It’s always good to see a pub so busy it’s standing room only, but very often a visit is more rewarding at a quieter time when you have a choice of where to sit and can get served swiftly at the bar. You can have a relaxing, contemplative drink and watch the world go by secure in the knowledge that on Friday night it will be heaving.
However, it’s one thing for a pub to be a bit quiet, but something else entirely for it to be pretty much devoid of customers. I wrote recently about calling in a prominent, classic Holt’s pub at a time when once it would have been fairly busy, and finding only about five customers in a building that could easily have accommodated thirty times that number without feeling packed.
As blog readers will realise, I’m probably more interested in seeking out new and unfamiliar pubs than new beers, but sometimes it feels like intruding on private grief. Not so long ago I visited a pub that had been on my list for a while. It used to be in the Good Beer Guide but has dropped out in the past couple of years; however, there’s nothing obviously wrong with it, with three cask beers on the bar, a comfortable, rambling interior and A-boards outside advertising a varied food menu. Yet, once a guy sat at the bar had departed, I was the sole customer. Frankly, it’s embarrassing, and is likely to deter you from visiting again, or from recommending the pub to others. It’s even worse than dining alone in a restaurant because in a pub you’re looking for at least a little social buzz. It’s not as if there are other pubs nearby to which all the customers have decamped because in neither case do I reckon that applies.

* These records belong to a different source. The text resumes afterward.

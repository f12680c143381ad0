//! Diesel row models for tracking persistence.

use super::schema::{period_summaries, task_period_statuses, time_entries};
use chrono::{DateTime, NaiveDate, Utc};
use diesel::prelude::*;

/// Query result and insert row for time entries.
#[derive(Debug, Clone, Queryable, Selectable, Insertable)]
#[diesel(table_name = time_entries)]
#[diesel(check_for_backend(diesel::pg::Pg))]
pub struct TimeEntryRow {
    /// Task identifier.
    pub task_id: uuid::Uuid,
    /// Granularity storage value.
    pub granularity: String,
    /// Anchor date.
    pub anchor_date: NaiveDate,
    /// Sub-unit index.
    pub sub_unit: i32,
    /// Logged minutes.
    pub minutes: i32,
    /// Snapshot task name.
    pub task_name: String,
    /// Snapshot pillar storage value.
    pub pillar: String,
    /// Snapshot category name.
    pub category_name: String,
    /// Snapshot sub-category name.
    pub sub_category_name: Option<String>,
    /// Creation timestamp.
    pub created_at: DateTime<Utc>,
    /// Last update timestamp.
    pub updated_at: DateTime<Utc>,
}

/// Query result and insert row for period statuses.
#[derive(Debug, Clone, Queryable, Selectable, Insertable)]
#[diesel(table_name = task_period_statuses)]
#[diesel(check_for_backend(diesel::pg::Pg))]
pub struct TaskPeriodStatusRow {
    /// Task identifier.
    pub task_id: uuid::Uuid,
    /// Granularity storage value.
    pub granularity: String,
    /// Anchor date.
    pub anchor_date: NaiveDate,
    /// State tag.
    pub state: String,
    /// Completion timestamp.
    pub completed_at: Option<DateTime<Utc>>,
    /// Last update timestamp.
    pub updated_at: DateTime<Utc>,
}

/// Query result and insert row for cached summaries.
#[derive(Debug, Clone, Queryable, Selectable, Insertable)]
#[diesel(table_name = period_summaries)]
#[diesel(check_for_backend(diesel::pg::Pg))]
pub struct PeriodSummaryRow {
    /// Granularity storage value.
    pub granularity: String,
    /// Anchor date.
    pub anchor_date: NaiveDate,
    /// Allocated minutes.
    pub total_allocated: i64,
    /// Spent minutes.
    pub total_spent: i64,
    /// Completeness flag.
    pub is_complete: bool,
    /// Derivation timestamp.
    pub computed_at: DateTime<Utc>,
}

I satirised this in the description of my visit to the Feltcombers’ Arms at Arkwright’s Hillock, but many a true word is said in jest. And, if even apparently attractive and welcoming pubs are deserted at times when surely twenty or even ten years ago they would have been doing decent business, then you have to think there is much more pain to come in terms of pub closures.
You are never alone, Mudgie, when you are sat near the Elephant in the room.
ReplyDeleteIt's hard to avoid the conclusion that said elephant continues to rampage through the pub trade.
ReplyDeleteYup, that elephant seems to take up an awful lot of space in pubs.
ReplyDeleteIt needs shooting.
If we're talking about the smoking ban, can't we just say so? It's tiresome enough that the media and politicians refuse to even mention it!
ReplyDeleteIt's a standing joke that people (including many in CAMRA) go on and on about the decline of pubs yet refuse to acknowledge the presence of the "elephant in the room".
ReplyDeleteWe are often reminded how many
ReplyDeletewelcomed the ban in pubs,it's far reaching appeal,it's popularity,
it,s righteousness
Lets ask the commissars and their
cringing suppoters to support the
proposal stated in the LABOUR Party Manifesto ISSUED FOR THE 2005 ELECTION
Namely that non food pubs would have the choice of SMOKING or NON SMOKING. Let the publican choose and give us the choice.
Sadly freedom,choice,liberty and democracy are not on the menu of the small minded.
The Rainbow Bridge
The Rainbow Bridge,
ReplyDeleteStopping a pub or restaurant from deciding whether to allow smoking or not is also banning freedom and choice. Although it would be interesting to wonder what would have happened if the manifesto commitment had been stuck to.
Because I reckon if you banned eating out, suddenly millions of people would discover the joy of drinking out and relearning the art of talking to people. An art that seems to be lost in these pub themed restaurants aimed at middle aged feeders - which these days is about 90% of pubs.
I am pretty sure that the average age of the pub goer is going up, I have no figures to back this up and I hope that I am wrong.
Check out the Local Spoons overlooking a busy road
ReplyDeleteCouples gripped in the final throes of near death boredom chewing a burger and sipping
a Moselle,the male's face grey with eternal agony,the female's
bloated with victory.
At the bar a semi circle of pot
bellied fell walkers deep in heated debate on the merits of a creamy froth,sat in the dark corner a satanic bunch observing the disability loo
Cheers
"I am pretty sure that the average age of the pub goer is going up, I have no figures to back this up and I hope that I am wrong. "
ReplyDeleteIndeed, and when you still come across "proper" drink and chat pubs the average age of the customers seems to be well north of 50. The younger generation don't seem to be getting into the habit of pubgoing - which clearly doesn't bode well for the future.